Hostility Toward Authority
Children with oppositional defiant disorder are unusually hostile toward authority. They frequently question and refuse to follow rules, and will argue with people in positions of authority. They may have more problems in a particular environment, such as at school or at home, or may be equally hostile toward authority in any environment. They are more likely than other children to throw temper tantrums when they are not allowed to do as they please.
ODD is often marked by angry and abusive behavior. ODD students will swear and say extremely nasty and hurtful things when they are angry. They are more likely to seek revenge for perceived wrongs than others. Although they are easily irritated and upset by others, they actively provoke other people into anger. They are volatile and may become angry for little or no discernible reason.
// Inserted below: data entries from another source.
//! Symbol search results.

use serde::{Deserialize, Serialize};

/// Instrument type kept by the search endpoint.
pub const COMMON_STOCK: &str = "Common Stock";

/// Maximum number of matches returned to callers.
pub const MAX_SEARCH_RESULTS: usize = 10;

/// One instrument matching a search query.
#[derive(Debug, Clone, Default, PartialEq, Eq, Serialize, Deserialize)]
#[serde(rename_all = "camelCase")]
pub struct SymbolMatch {
    /// Provider symbol.
    pub symbol: String,
    /// Company or instrument name.
    #[serde(default)]
    pub description: String,
    /// Symbol as displayed by the provider.
    #[serde(default)]
    pub display_symbol: String,
    /// Instrument type (e.g. "Common Stock", "ETP").
    #[serde(rename = "type", default, skip_serializing)]
    pub kind: Option<String>,
}

/// Keep common stocks only, capped at [`MAX_SEARCH_RESULTS`].
#[must_use]
pub fn filter_common_stocks(matches: Vec<SymbolMatch>) -> Vec<SymbolMatch> {
    matches
        .into_iter()
        .filter(|m| m.kind.as_deref() == Some(COMMON_STOCK))
        .take(MAX_SEARCH_RESULTS)
        .collect()
}
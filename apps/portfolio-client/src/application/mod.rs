//! Application Layer - Polling service and its ports.

/// Batched price poller.
pub mod poller;

/// Port interfaces.
pub mod ports;

pub use poller::{CycleOutcome, DEFAULT_POLL_INTERVAL, PollerConfig, PricePoller};
pub use ports::{FeedError, PriceFeed};
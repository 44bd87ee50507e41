//! LLM Completion Adapter
//!
//! Sends prompts to the configured provider through a retrying caller
//! (exponential backoff on 429, 5xx and network errors).

mod client;
mod provider;
mod retry;

pub use client::LlmClient;
pub use provider::{build_request, extract_text};
pub use retry::{RequestSpec, RetryingCaller, Sleeper, TokioSleeper};
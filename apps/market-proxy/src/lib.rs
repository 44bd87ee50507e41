#![cfg_attr(
    test,
    allow(
        clippy::unwrap_used,
        clippy::expect_used,
        clippy::float_cmp,
        clippy::significant_drop_tightening,
        clippy::too_many_lines,
        clippy::needless_pass_by_value,
        clippy::default_trait_access,
        clippy::items_after_statements
    )
)]

//! Market Proxy - Quote caching and upstream shielding
//!
//! An HTTP service that sits between a browser dashboard and its upstream
//! providers. It keeps API keys server-side, caches quotes and company
//! profiles with per-type TTLs, holds quote traffic under a fixed-window
//! budget, and retries LLM completions with exponential backoff.
//!
//! # Layers (inside → outside)
//!
//! - **Domain**: Caching, throttling and retry rules
//!   - `cache`: TTL cache keyed by intent
//!   - `rate_limit`: Fixed-window request budget
//!   - `backoff`: Retry delay schedule
//!   - `market`: Symbols, intents and payloads
//!
//! - **Application**: Use cases and port definitions
//!   - `ports`: Market data, forex and completion providers
//!   - `services`: Quote lookups and AI analysis
//!
//! - **Infrastructure**: Adapters and external integrations
//!   - `finnhub`, `forex`, `llm`: Upstream HTTP clients
//!   - `http`: Public API
//!   - `health`: Health, readiness and metrics endpoint
//!   - `config`, `metrics`, `telemetry`: Process plumbing
//!
//! # Request Flow
//!
//! ```text
//! GET /market ──► QuoteService ──► QuoteCache ──hit──► response (cached: true)
//!                       │
//!                       └─miss─► RateLimiter ──► Finnhub / Frankfurter
//! POST /ai ─────► AdvisorService ──► RetryingCaller ──► Gemini / OpenAI / Anthropic
//! ```

#![forbid(unsafe_code)]
#![warn(missing_docs)]
#![warn(clippy::pedantic)]

// =============================================================================
// Module Declarations
// =============================================================================

/// Domain layer - Caching and throttling rules with no I/O.
pub mod domain;

/// Application layer - Use cases and port definitions.
pub mod application;

/// Infrastructure layer - Adapters and external integrations.
pub mod infrastructure;

// =============================================================================
// Re-exports
// =============================================================================

// Domain types
pub use domain::cache::QuoteCache;
pub use domain::clock::{Clock, ManualClock, SystemClock};
pub use domain::market::Symbol;
pub use domain::rate_limit::{FixedWindowRateLimiter, LimitOrigin};

// Services
pub use application::services::{AdvisorService, QuoteService};

// Infrastructure config
pub use infrastructure::config::{AiProvider, ConfigError, ProxyConfig};

// HTTP surfaces
pub use infrastructure::health::{HealthServer, HealthServerError, HealthServerState};
pub use infrastructure::http::{AppState, create_router};

// Metrics
pub use infrastructure::metrics::init_metrics;

// Telemetry
pub use infrastructure::telemetry::{TelemetryConfig, TelemetryGuard, init as init_telemetry};
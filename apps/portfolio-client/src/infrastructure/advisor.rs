//! Advisor client for the proxy's `POST /ai` endpoint.

use std::time::Duration;

use reqwest::Client;
use serde::Deserialize;
use serde_json::json;

use crate::domain::{Extraction, extract_json};

/// Model answer with any structured data recovered from it.
#[derive(Debug, Clone, PartialEq)]
pub struct Advice {
    /// Raw model text.
    pub text: String,
    /// JSON object found in the text, if any.
    pub structured: Extraction,
}

#[derive(Debug, Deserialize)]
struct AnalysisBody {
    analysis: String,
}

#[derive(Debug, Default, Deserialize)]
struct ErrorBody {
    #[serde(default)]
    error: String,
    message: Option<String>,
}

/// Advisor request errors.
#[derive(Debug, Clone, PartialEq, Eq, thiserror::Error)]
pub enum AdviceError {
    /// Transport failure.
    #[error("network error: {0}")]
    Network(String),

    /// The proxy refused or failed the request.
    #[error("advisor returned {status}: {error}")]
    Rejected {
        /// HTTP status.
        status: u16,
        /// Error summary from the proxy.
        error: String,
        /// Underlying cause, when reported.
        message: Option<String>,
    },

    /// The success body could not be read.
    #[error("unexpected response: {0}")]
    Format(String),
}

/// HTTP advisor client.
#[derive(Debug, Clone)]
pub struct AdvisorClient {
    client: Client,
    base_url: String,
}

impl AdvisorClient {
    /// Create a client against `base_url`.
    ///
    /// # Errors
    ///
    /// Returns error if the HTTP client cannot be built.
    pub fn new(base_url: impl Into<String>, timeout: Duration) -> Result<Self, AdviceError> {
        let client = Client::builder()
            .timeout(timeout)
            .build()
            .map_err(|e| AdviceError::Network(e.to_string()))?;
        Ok(Self {
            client,
            base_url: base_url.into(),
        })
    }

    /// Ask for an analysis of `prompt`.
    ///
    /// # Errors
    ///
    /// Returns `Rejected` for any non-success status, `Network` or `Format`
    /// otherwise. A missing JSON object in the answer is not an error.
    pub async fn analyze(&self, prompt: &str) -> Result<Advice, AdviceError> {
        let response = self
            .client
            .post(format!("{}/ai", self.base_url))
            .json(&json!({ "prompt": prompt }))
            .send()
            .await
            .map_err(|e| AdviceError::Network(e.to_string()))?;

        let status = response.status();
        if !status.is_success() {
            let body: ErrorBody = response.json().await.unwrap_or_default();
            return Err(AdviceError::Rejected {
                status: status.as_u16(),
                error: body.error,
                message: body.message,
            });
        }

        let body: AnalysisBody = response
            .json()
            .await
            .map_err(|e| AdviceError::Format(e.to_string()))?;
        let structured = extract_json(&body.analysis);
        if structured == Extraction::NotFound {
            tracing::debug!("No structured data in analysis");
        }

        Ok(Advice {
            text: body.analysis,
            structured,
        })
    }
}
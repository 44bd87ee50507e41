//! Exchange-Rate Source
//!
//! Keyless EUR to USD rate from a Frankfurter-style endpoint
//! (`{"base":"EUR","rates":{"USD":1.08}}`).

use std::collections::HashMap;
use std::time::Instant;

use async_trait::async_trait;
use reqwest::Client;
use serde::Deserialize;

use crate::application::ports::{ForexRatePort, UpstreamError};
use crate::infrastructure::config::MarketDataSettings;
use crate::infrastructure::metrics::{self, UpstreamOutcome};

const PROVIDER: &str = "frankfurter";

#[derive(Debug, Deserialize)]
struct RatesResponse {
    #[serde(default)]
    rates: HashMap<String, f64>,
}

/// HTTP adapter for [`ForexRatePort`].
#[derive(Debug, Clone)]
pub struct FrankfurterClient {
    client: Client,
    url: String,
}

impl FrankfurterClient {
    /// Create a new client from settings.
    ///
    /// # Errors
    ///
    /// Returns error if the HTTP client cannot be built.
    pub fn new(settings: &MarketDataSettings) -> Result<Self, UpstreamError> {
        let client = Client::builder()
            .timeout(settings.timeout)
            .build()
            .map_err(|e| UpstreamError::Network(e.to_string()))?;
        Ok(Self {
            client,
            url: settings.forex_url.clone(),
        })
    }

    async fn fetch_usd(&self) -> Result<f64, UpstreamError> {
        let response = self
            .client
            .get(&self.url)
            .send()
            .await
            .map_err(|e| UpstreamError::Network(e.to_string()))?;

        let status = response.status();
        if !status.is_success() {
            return Err(UpstreamError::Status {
                status: status.as_u16(),
                message: status.canonical_reason().unwrap_or("Unknown status").to_string(),
            });
        }

        let body: RatesResponse = response
            .json()
            .await
            .map_err(|e| UpstreamError::Format(e.to_string()))?;
        body.rates
            .get("USD")
            .copied()
            .ok_or_else(|| UpstreamError::Format("no USD rate in response".to_string()))
    }
}

#[async_trait]
impl ForexRatePort for FrankfurterClient {
    async fn eur_usd_rate(&self) -> Result<f64, UpstreamError> {
        let started = Instant::now();
        let result = self.fetch_usd().await;
        let outcome = if result.is_ok() {
            UpstreamOutcome::Success
        } else {
            UpstreamOutcome::Error
        };
        metrics::record_upstream_request(PROVIDER, outcome, started.elapsed());
        result
    }
}
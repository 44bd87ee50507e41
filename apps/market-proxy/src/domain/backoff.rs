//! Retry Backoff Schedule
//!
//! Per-call state for exponential backoff: each retry consumes one attempt
//! and doubles the delay. The schedule only computes delays; sleeping is up
//! to the caller.

use std::time::Duration;

use rand::Rng;

/// Default number of retries after the first attempt.
pub const DEFAULT_MAX_RETRIES: u32 = 3;

/// Default delay before the first retry.
pub const DEFAULT_INITIAL_DELAY: Duration = Duration::from_millis(1000);

/// Configuration for a backoff schedule.
#[derive(Debug, Clone, Copy, PartialEq)]
pub struct BackoffConfig {
    /// Retries allowed after the first attempt.
    pub max_retries: u32,
    /// Delay before the first retry.
    pub initial_delay: Duration,
    /// Multiplier applied to the delay after each retry.
    pub multiplier: f64,
    /// Upper bound for a single delay.
    pub max_delay: Duration,
    /// Jitter as a fraction of the delay (0.0 = exact delays).
    pub jitter_factor: f64,
}

impl Default for BackoffConfig {
    fn default() -> Self {
        Self {
            max_retries: DEFAULT_MAX_RETRIES,
            initial_delay: DEFAULT_INITIAL_DELAY,
            multiplier: 2.0,
            max_delay: Duration::from_secs(60),
            jitter_factor: 0.0,
        }
    }
}

impl BackoffConfig {
    /// Doubling schedule with the given retry count and first delay.
    #[must_use]
    pub fn new(max_retries: u32, initial_delay: Duration) -> Self {
        Self {
            max_retries,
            initial_delay,
            ..Self::default()
        }
    }
}

/// Backoff state for one logical request.
///
/// ```rust
/// use market_proxy::domain::backoff::{BackoffConfig, BackoffSchedule};
/// use std::time::Duration;
///
/// let mut schedule = BackoffSchedule::new(BackoffConfig::new(2, Duration::from_millis(100)));
/// assert_eq!(schedule.next_delay(), Some(Duration::from_millis(100)));
/// assert_eq!(schedule.next_delay(), Some(Duration::from_millis(200)));
/// assert_eq!(schedule.next_delay(), None);
/// ```
#[derive(Debug, Clone)]
pub struct BackoffSchedule {
    config: BackoffConfig,
    attempts_remaining: u32,
    current_delay: Duration,
}

impl BackoffSchedule {
    /// Start a fresh schedule.
    #[must_use]
    pub const fn new(config: BackoffConfig) -> Self {
        Self {
            attempts_remaining: config.max_retries,
            current_delay: config.initial_delay,
            config,
        }
    }

    /// Consume one retry and return how long to wait before it.
    ///
    /// Returns `None` once retries are exhausted.
    #[must_use]
    pub fn next_delay(&mut self) -> Option<Duration> {
        if self.attempts_remaining == 0 {
            return None;
        }
        self.attempts_remaining -= 1;

        let delay = self.apply_jitter(self.current_delay);

        #[allow(clippy::cast_precision_loss)]
        let scaled = (self.current_delay.as_millis() as f64 * self.config.multiplier).round();
        let next_millis = if scaled.is_finite() && scaled > 0.0 {
            #[allow(clippy::cast_possible_truncation, clippy::cast_sign_loss)]
            {
                scaled as u128
            }
        } else {
            0
        };
        let capped = next_millis.min(self.config.max_delay.as_millis());
        self.current_delay = Duration::from_millis(u64::try_from(capped).unwrap_or(u64::MAX));

        Some(delay)
    }

    /// Retries still available.
    #[must_use]
    pub const fn attempts_remaining(&self) -> u32 {
        self.attempts_remaining
    }

    fn apply_jitter(&self, delay: Duration) -> Duration {
        if self.config.jitter_factor <= 0.0 {
            return delay;
        }

        let mut rng = rand::rng();
        let factor = rng.random_range(-self.config.jitter_factor..=self.config.jitter_factor);

        #[allow(clippy::cast_precision_loss)]
        let millis = delay.as_millis() as f64;
        let jittered = (millis * (1.0 + factor)).max(0.0);

        #[allow(clippy::cast_possible_truncation, clippy::cast_sign_loss)]
        Duration::from_millis(jittered as u64)
    }
}

#[cfg(test)]
mod tests {
    use super::*;

    #[test]
    fn default_schedule_doubles() {
        let mut schedule = BackoffSchedule::new(BackoffConfig::default());
        assert_eq!(schedule.next_delay(), Some(Duration::from_millis(1000)));
        assert_eq!(schedule.next_delay(), Some(Duration::from_millis(2000)));
        assert_eq!(schedule.next_delay(), Some(Duration::from_millis(4000)));
        assert_eq!(schedule.next_delay(), None);
        assert_eq!(schedule.attempts_remaining(), 0);
    }

    #[test]
    fn zero_retries_never_waits() {
        let mut schedule = BackoffSchedule::new(BackoffConfig::new(0, Duration::from_secs(1)));
        assert_eq!(schedule.next_delay(), None);
    }

    #[test]
    fn delay_is_capped() {
        let config = BackoffConfig {
            max_retries: 5,
            initial_delay: Duration::from_secs(4),
            max_delay: Duration::from_secs(10),
            ..BackoffConfig::default()
        };
        let mut schedule = BackoffSchedule::new(config);
        let delays: Vec<_> = std::iter::from_fn(|| schedule.next_delay()).collect();
        assert_eq!(
            delays,
            vec![
                Duration::from_secs(4),
                Duration::from_secs(8),
                Duration::from_secs(10),
                Duration::from_secs(10),
                Duration::from_secs(10),
            ]
        );
    }

    #[test]
    fn jitter_stays_in_bounds() {
        let config = BackoffConfig {
            max_retries: 50,
            initial_delay: Duration::from_millis(1000),
            multiplier: 1.0,
            jitter_factor: 0.1,
            ..BackoffConfig::default()
        };
        let mut schedule = BackoffSchedule::new(config);
        while let Some(delay) = schedule.next_delay() {
            assert!(delay >= Duration::from_millis(900));
            assert!(delay <= Duration::from_millis(1100));
        }
    }
}
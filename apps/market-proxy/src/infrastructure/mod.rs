//! Infrastructure Layer - Adapters and external integrations.
//!
//! Concrete implementations of the ports defined in the application layer,
//! plus the HTTP surfaces and process-level plumbing.

/// Configuration loaded from the environment.
pub mod config;

/// Finnhub quote, profile and search adapter.
pub mod finnhub;

/// EUR/USD reference rate adapter.
pub mod forex;

/// Health check HTTP endpoint.
pub mod health;

/// Public HTTP API.
pub mod http;

/// LLM completion adapters with retry.
pub mod llm;

/// Prometheus metrics instrumentation.
pub mod metrics;

/// Logging and OpenTelemetry tracing.
pub mod telemetry;
//! HTTP response DTOs.

use serde::Serialize;

use crate::domain::market::{QuotePayload, Symbol, SymbolMatch};
use crate::domain::rate_limit::LimitOrigin;

/// Quote body: provider fields plus a cache marker.
#[derive(Debug, Clone, Serialize)]
pub struct QuoteResponse {
    /// Quote fields.
    #[serde(flatten)]
    pub payload: QuotePayload,
    /// Present (and `true`) only when served from cache.
    #[serde(skip_serializing_if = "Option::is_none")]
    pub cached: Option<bool>,
}

impl QuoteResponse {
    /// Wrap a payload.
    #[must_use]
    pub fn new(payload: QuotePayload, cached: bool) -> Self {
        Self {
            payload,
            cached: cached.then_some(true),
        }
    }
}

/// Throttled-quote body, shaped so clients can keep their previous price.
#[derive(Debug, Clone, Serialize)]
pub struct LimitedResponse {
    /// Human-readable reason.
    pub error: String,
    /// Normalized symbol.
    pub symbol: Symbol,
    /// Fallback price.
    pub c: f64,
    /// Always `true`.
    pub limited: bool,
}

impl LimitedResponse {
    /// Build the body for a throttled symbol.
    #[must_use]
    pub fn new(symbol: Symbol, origin: LimitOrigin) -> Self {
        let error = match origin {
            LimitOrigin::Local => "Limite de requêtes atteinte, réessayez dans une minute",
            LimitOrigin::Upstream => "Limite de l'API de marché atteinte",
        };
        Self {
            error: error.to_string(),
            symbol,
            c: 0.0,
            limited: true,
        }
    }
}

/// Body of a successful `POST /ai`.
#[derive(Debug, Clone, Serialize)]
pub struct AnalysisResponse {
    /// Raw model text.
    pub analysis: String,
}

/// Body of a successful `GET /stock-search`.
#[derive(Debug, Clone, Serialize)]
pub struct SearchResponse {
    /// Matches.
    pub results: Vec<SymbolMatch>,
    /// Number of matches returned.
    pub count: usize,
}

impl From<Vec<SymbolMatch>> for SearchResponse {
    fn from(results: Vec<SymbolMatch>) -> Self {
        Self {
            count: results.len(),
            results,
        }
    }
}

/// Error body.
#[derive(Debug, Clone, Serialize)]
pub struct ErrorBody {
    /// Error summary.
    pub error: String,
    /// Underlying cause.
    #[serde(skip_serializing_if = "Option::is_none")]
    pub message: Option<String>,
}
They are likely to blame others for their actions.
The causes of ODD are not completely understood, and there appear to be a number of contributing factors. Children with ODD may have abnormal brain biology with imbalances in natural neurotransmitters. ODD also seems to be genetic as children are more likely to develop the condition if a family member has a mental disorder. The environment a child is raised in can also affect her risk for ODD; children with harsh or inconsistent discipline, dysfunctional, abusive or neglectful families, or children with parents who have substance abuse problems are more likely to develop ODD. Complicated family issues such as constant moving or divorce also increase a child’s risk for ODD.
Disorders Associated with ODD
Children with ODD are likely to suffer other disorders and conditions. They frequently suffer from low self-esteem. These children may also have mood disorders such as chronic anxiety or depression, or may abuse alcohol or other drugs. Many children with ODD have learning disabilities such as dyslexia or attention deficit/hyperactivity disorder. Children with ODD who remain untreated can develop conduct disorder, a more serious condition that can lead to criminal activity.